Aerial Mapping

Satellites orbiting Earth provide continuous monitoring of vital processes. However, they have limitations. Their flight altitude limits detail of their observations, and the highest-resolution imagery is collected by commercially-owned satellites with low geographic coverage as well as a monopoly on collection. This makes the data costly and difficult to use in public or scientific research and monitoring, reporting, and verification (MRV) processes.

This creates a significant extra barrier to projects that need to calculate impact on a landscape over a long-term baseline, and want to share their results openly.

Open Alternatives

In Spain, official survey flights of the federal government SIGPAC agricultural monitoring system have occurred since 2001. Conducted on a semi-annual basis, this data provides critical insight for environmental projects, enabling a potent tool to assess and monitor change from the scale of individual trees, to farm parcels and the entire landscape.

In Spain, the federal government's SIGPAC agricultural monitoring system has conducted semi-annual survey flights since 2001. However, due to the restricted availability of this data in government information systems, these insights aren't accessible for everyday activities.

By integrating SIGPAC and Cadastral into the AlVelAl Landscape Network, this information can be used and accessed by all project stakeholders.

Time Traveling

The multi-decade coverage of SIGPAC is a major benefit for environmental projects, but land cover and environmental change have been happening for much longer.

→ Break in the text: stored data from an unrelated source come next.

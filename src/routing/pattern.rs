//! Path templates compiled into matchers
//!
//! A template is made of literal segments, named parameters (`:id`) and an
//! optional trailing wildcard (`*`):
//!
//! ```rust,ignore
//! let pattern = PathPattern::parse("/todos/:id")?;
//! let params = pattern.matches("/todos/42").unwrap();
//! assert_eq!(params["id"], "42");
//! ```
//!
//! Precompiled regular expressions are accepted too. Parameter names come from
//! named capture groups, or from an explicit ordered key list when the groups
//! are positional.

use regex::Regex;
use std::collections::HashMap;

use crate::core::error::ConfigError;

/// Parameters extracted from a matched path
pub type PathParams = HashMap<String, String>;

/// Name under which a trailing wildcard is captured
pub const WILDCARD: &str = "*";

/// A compiled route pattern
#[derive(Debug, Clone)]
pub struct PathPattern {
    source: String,
    regex: Regex,
    /// (capture group index, parameter name)
    slots: Vec<(usize, String)>,
}

impl PathPattern {
    /// Compile a string template
    pub fn parse(template: &str) -> Result<Self, ConfigError> {
        let malformed = |reason: &str| ConfigError::MalformedPattern {
            pattern: template.to_string(),
            reason: reason.to_string(),
        };

        if !template.starts_with('/') {
            return Err(malformed("must start with '/'"));
        }

        let segments: Vec<&str> = template[1..].split('/').collect();
        let last = segments.len() - 1;
        let mut body = String::new();
        let mut slots: Vec<(usize, String)> = Vec::new();

        for (index, segment) in segments.iter().enumerate() {
            if segment.is_empty() {
                // "/" alone or a trailing slash
                if index == last {
                    break;
                }
                return Err(malformed("empty segment"));
            }

            if *segment == WILDCARD {
                if index != last {
                    return Err(malformed("'*' is only allowed as the last segment"));
                }
                body.push_str("(?:/(.*))?");
                slots.push((slots.len() + 1, WILDCARD.to_string()));
                continue;
            }

            if let Some(name) = segment.strip_prefix(':') {
                if !is_identifier(name) {
                    return Err(malformed("parameter names must be identifiers"));
                }
                if slots.iter().any(|(_, existing)| existing == name) {
                    return Err(malformed("duplicate parameter name"));
                }
                body.push_str("/([^/]+)");
                slots.push((slots.len() + 1, name.to_string()));
                continue;
            }

            if segment.contains(':') || segment.contains('*') {
                return Err(malformed("':' and '*' must start a segment"));
            }
            body.push('/');
            body.push_str(&regex::escape(segment));
        }

        let regex = Regex::new(&format!("^{}/?$", body))
            .map_err(|e| malformed(&e.to_string()))?;

        Ok(Self {
            source: template.to_string(),
            regex,
            slots,
        })
    }

    /// Use a regular expression whose parameters are named capture groups
    pub fn from_regex(regex: Regex) -> Self {
        let slots = regex
            .capture_names()
            .enumerate()
            .filter_map(|(index, name)| name.map(|n| (index, n.to_string())))
            .collect();

        Self {
            source: regex.as_str().to_string(),
            regex,
            slots,
        }
    }

    /// Use a regular expression with positional groups named by `keys`
    ///
    /// The number of keys must equal the number of capture groups.
    pub fn from_regex_with_keys<K: Into<String>>(
        regex: Regex,
        keys: impl IntoIterator<Item = K>,
    ) -> Result<Self, ConfigError> {
        let keys: Vec<String> = keys.into_iter().map(Into::into).collect();
        let groups = regex.captures_len() - 1;
        if keys.len() != groups {
            return Err(ConfigError::MalformedPattern {
                pattern: regex.as_str().to_string(),
                reason: format!("{} keys supplied for {} capture groups", keys.len(), groups),
            });
        }

        let slots = keys
            .into_iter()
            .enumerate()
            .map(|(i, key)| (i + 1, key))
            .collect();

        Ok(Self {
            source: regex.as_str().to_string(),
            regex,
            slots,
        })
    }

    /// The template or regex source this pattern was built from
    pub fn as_str(&self) -> &str {
        &self.source
    }

    /// Parameter names in capture order
    pub fn keys(&self) -> impl Iterator<Item = &str> {
        self.slots.iter().map(|(_, name)| name.as_str())
    }

    /// Match a path, returning the captured parameters
    ///
    /// Groups that did not participate in the match are left out, except the
    /// trailing wildcard, which is always present and empty when nothing
    /// follows the prefix.
    pub fn matches(&self, path: &str) -> Option<PathParams> {
        let captures = self.regex.captures(path)?;
        let params = self
            .slots
            .iter()
            .filter_map(|(index, name)| match captures.get(*index) {
                Some(m) => Some((name.clone(), m.as_str().to_string())),
                None if name == WILDCARD => Some((name.clone(), String::new())),
                None => None,
            })
            .collect();
        Some(params)
    }
}

fn is_identifier(name: &str) -> bool {
    let mut chars = name.chars();
    match chars.next() {
        Some(first) if first.is_ascii_alphabetic() || first == '_' => {
            chars.all(|c| c.is_ascii_alphanumeric() || c == '_')
        }
        _ => false,
    }
}

/// Anything that can be turned into a [`PathPattern`] at declaration time
pub trait IntoPattern {
    fn into_pattern(self) -> Result<PathPattern, ConfigError>;
}

impl IntoPattern for PathPattern {
    fn into_pattern(self) -> Result<PathPattern, ConfigError> {
        Ok(self)
    }
}

impl IntoPattern for &str {
    fn into_pattern(self) -> Result<PathPattern, ConfigError> {
        PathPattern::parse(self)
    }
}

impl IntoPattern for String {
    fn into_pattern(self) -> Result<PathPattern, ConfigError> {
        PathPattern::parse(&self)
    }
}

impl IntoPattern for Regex {
    fn into_pattern(self) -> Result<PathPattern, ConfigError> {
        Ok(PathPattern::from_regex(self))
    }
}

impl<K: Into<String>> IntoPattern for (Regex, Vec<K>) {
    fn into_pattern(self) -> Result<PathPattern, ConfigError> {
        PathPattern::from_regex_with_keys(self.0, self.1)
    }
}
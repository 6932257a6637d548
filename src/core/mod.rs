//! Core types shared by the routing layer, the controllers and the stores

pub mod auth;
pub mod error;
pub mod query;
pub mod repository;
pub mod store;
pub mod validation;

pub use auth::{AuthProvider, Session, StaticTokenAuth};
pub use error::{AppError, ConfigError};
pub use query::{PageResult, PaginationOptions, Sort, SortOrder};
pub use repository::{Entity, Repository};
pub use store::{Document, DocumentStore, FindQuery, Transaction, finish_transaction};
//! Assembly of the todo application

use axum::Router;
use std::sync::Arc;

use super::builder::ServerBuilder;
use crate::config::AppConfig;
use crate::controllers::{
    AuditConfig, HealthController, REST_KEY, RestConfig, RestController, TagsController,
    TodosController,
};
use crate::core::auth::{AuthProvider, StaticTokenAuth};
use crate::core::error::ConfigError;
use crate::core::repository::Repository;
use crate::core::store::DocumentStore;
use crate::middleware::{EnsureConnected, RequestLogger, RequireSession};

/// Flag set on soft-deleted todos
pub const SOFT_DELETE_FIELD: &str = "deleted";

/// A [`ServerBuilder`] with the todo, tag and health controllers mounted
///
/// Every data route first connects the store, then requires a session from
/// `auth`, then logs the request. Todos and tags are scoped to the user who
/// created them whenever creator stamping is enabled.
pub fn todo_app_builder(
    config: &AppConfig,
    store: Arc<dyn DocumentStore>,
    auth: Arc<dyn AuthProvider>,
) -> Result<ServerBuilder, ConfigError> {
    let audit = AuditConfig::from(&config.audit);
    let mut rest = RestConfig::default()
        .with_audit(audit.clone())
        .with_default_page_size(config.pagination.default_page_size);
    if let (true, Some(creator)) = (audit.enabled, audit.creator_field.as_deref()) {
        rest = rest.with_session_filter(creator);
    }

    let todos = RestController::new(
        Repository::new(store.clone()),
        rest.clone().with_soft_delete(SOFT_DELETE_FIELD),
    );
    let tags = RestController::new(Repository::new(store.clone()), rest);

    let base = config.api.base_path.trim_end_matches('/');
    let builder = ServerBuilder::new()
        .with_body_limit(config.api.body_limit)
        .mount(TodosController::new(todos, tags.clone()), format!("{}/todos", base))?
        .mount(TagsController::new(tags), format!("{}/tags", base))?
        .mount(HealthController, "/")?
        .configure(move |registry| {
            registry
                .controller(REST_KEY)
                .use_middleware(EnsureConnected::new(store))
                .use_middleware(RequireSession::new(auth))
                .use_middleware(RequestLogger);
            Ok(())
        });
    Ok(builder)
}

/// The todo application router, authenticating with the configured tokens
pub fn build_todo_app(
    config: &AppConfig,
    store: Arc<dyn DocumentStore>,
) -> Result<Router, ConfigError> {
    let auth = Arc::new(StaticTokenAuth::new(config.auth.tokens.clone()));
    todo_app_builder(config, store, auth)?.build()
}
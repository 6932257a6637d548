//! Database connection middleware

use async_trait::async_trait;
use std::sync::Arc;

use crate::core::error::{AppError, StorageError};
use crate::core::store::DocumentStore;
use crate::routing::{Flow, Middleware, RequestContext};

/// Make sure the store is connected before any data route runs
///
/// The store memoizes its connection, so this costs one check per request
/// once connected. A failed connection is an unhandled error (500).
pub struct EnsureConnected {
    store: Arc<dyn DocumentStore>,
}

impl EnsureConnected {
    pub fn new(store: Arc<dyn DocumentStore>) -> Self {
        Self { store }
    }
}

#[async_trait]
impl Middleware for EnsureConnected {
    async fn handle(&self, _cx: &mut RequestContext) -> Result<Flow, AppError> {
        self.store.connect().await.map_err(|e| StorageError::Connection {
            message: format!("{} backend: {:#}", self.store.backend(), e),
        })?;
        Ok(Flow::Next)
    }

    fn name(&self) -> &str {
        "ensure_connected"
    }
}
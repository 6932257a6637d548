//! Liveness endpoint

use serde_json::json;
use std::sync::Arc;

use crate::core::error::{AppError, ConfigError};
use crate::routing::{
    ActionHandler, Controller, ControllerKey, Outcome, Registry, RequestContext, action,
};

/// Answers `GET /health`; mounted at base path `/`
#[derive(Debug, Default)]
pub struct HealthController;

impl HealthController {
    pub async fn health(&self, _cx: RequestContext) -> Result<Outcome, AppError> {
        Outcome::json(&json!({
            "status": "ok",
            "service": env!("CARGO_PKG_NAME"),
        }))
    }
}

impl Controller for HealthController {
    const KEY: ControllerKey = "health";

    fn declare(registry: &mut Registry) -> Result<(), ConfigError> {
        registry.declare_once(Self::KEY, |r| {
            r.controller(Self::KEY).get("/health", "health")?;
            Ok(())
        })
    }

    fn bind(self: Arc<Self>, method: &str) -> Option<ActionHandler> {
        match method {
            "health" => Some(action(&self, |c, cx| async move { c.health(cx).await })),
            _ => None,
        }
    }
}
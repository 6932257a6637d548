//! HTTP tests for the todo application
//!
//! The assembled router runs on the in-memory store, with two users:
//! `alice-token` -> alice and `bob-token` -> bob.

use axum::http::header::AUTHORIZATION;
use axum::http::{HeaderValue, Method, StatusCode};
use axum_test::{TestRequest, TestServer};
use ctrlkit::prelude::*;
use serde_json::{Value, json};
use std::sync::Arc;

const ALICE: &str = "alice-token";
const BOB: &str = "bob-token";

fn config() -> AppConfig {
    let mut config = AppConfig::default();
    config
        .auth
        .tokens
        .insert(ALICE.to_string(), "alice".to_string());
    config.auth.tokens.insert(BOB.to_string(), "bob".to_string());
    config
}

fn create_test_server_with(config: AppConfig) -> (TestServer, Arc<dyn DocumentStore>) {
    let store: Arc<dyn DocumentStore> = Arc::new(InMemoryStore::new());
    let app = build_todo_app(&config, store.clone()).expect("Failed to build app");
    let server = TestServer::new(app).expect("Failed to create test server");
    (server, store)
}

fn create_test_server() -> (TestServer, Arc<dyn DocumentStore>) {
    create_test_server_with(config())
}

fn as_user(request: TestRequest, token: &str) -> TestRequest {
    let value = HeaderValue::from_str(&format!("Bearer {}", token)).unwrap();
    request.add_header(AUTHORIZATION, value)
}

async fn create_todo(server: &TestServer, token: &str, body: Value) -> Value {
    let response = as_user(server.post("/api/todos"), token).json(&body).await;
    response.assert_status(StatusCode::CREATED);
    response.json()
}
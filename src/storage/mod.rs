//! Storage implementations for different backends

pub mod connection;
pub mod in_memory;
#[cfg(feature = "mongodb_backend")]
pub mod mongodb;

pub use connection::LazyConnection;
pub use in_memory::InMemoryStore;
#[cfg(feature = "mongodb_backend")]
pub use mongodb::MongoStore;

use anyhow::Result;
use std::sync::Arc;

use crate::config::{DatabaseBackend, DatabaseConfig};
use crate::core::store::DocumentStore;

/// Build the store selected by `config`
///
/// No connection is opened here; the first request (or an explicit
/// `connect()`) does that.
pub fn open_store(config: &DatabaseConfig) -> Result<Arc<dyn DocumentStore>> {
    match config.backend {
        DatabaseBackend::Memory => Ok(Arc::new(InMemoryStore::new())),
        #[cfg(feature = "mongodb_backend")]
        DatabaseBackend::Mongodb => Ok(Arc::new(MongoStore::new(&config.uri, &config.name))),
        #[cfg(not(feature = "mongodb_backend"))]
        DatabaseBackend::Mongodb => Err(anyhow::anyhow!(
            "The mongodb backend requires the `mongodb_backend` feature"
        )),
    }
}

#[cfg(test)]
mod tests {
    use super::*;

    #[test]
    fn test_memory_backend_is_default() {
        let store = open_store(&DatabaseConfig::default()).unwrap();
        assert_eq!(store.backend(), "memory");
    }
}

Thankfully, Spain has a long history of aerial mapping, with data available dating back to the 1920s in some regions. The original role was for military intelligence, but historical imagery has obvious value in assessment of landscape changes, as well as related planning efforts [1; 2]. Thanks to pioneering work of early aerial photographers and archivists, there is data available from the 1980s, 1970s, 1950s, 1940s, and even 1928 (in some regions).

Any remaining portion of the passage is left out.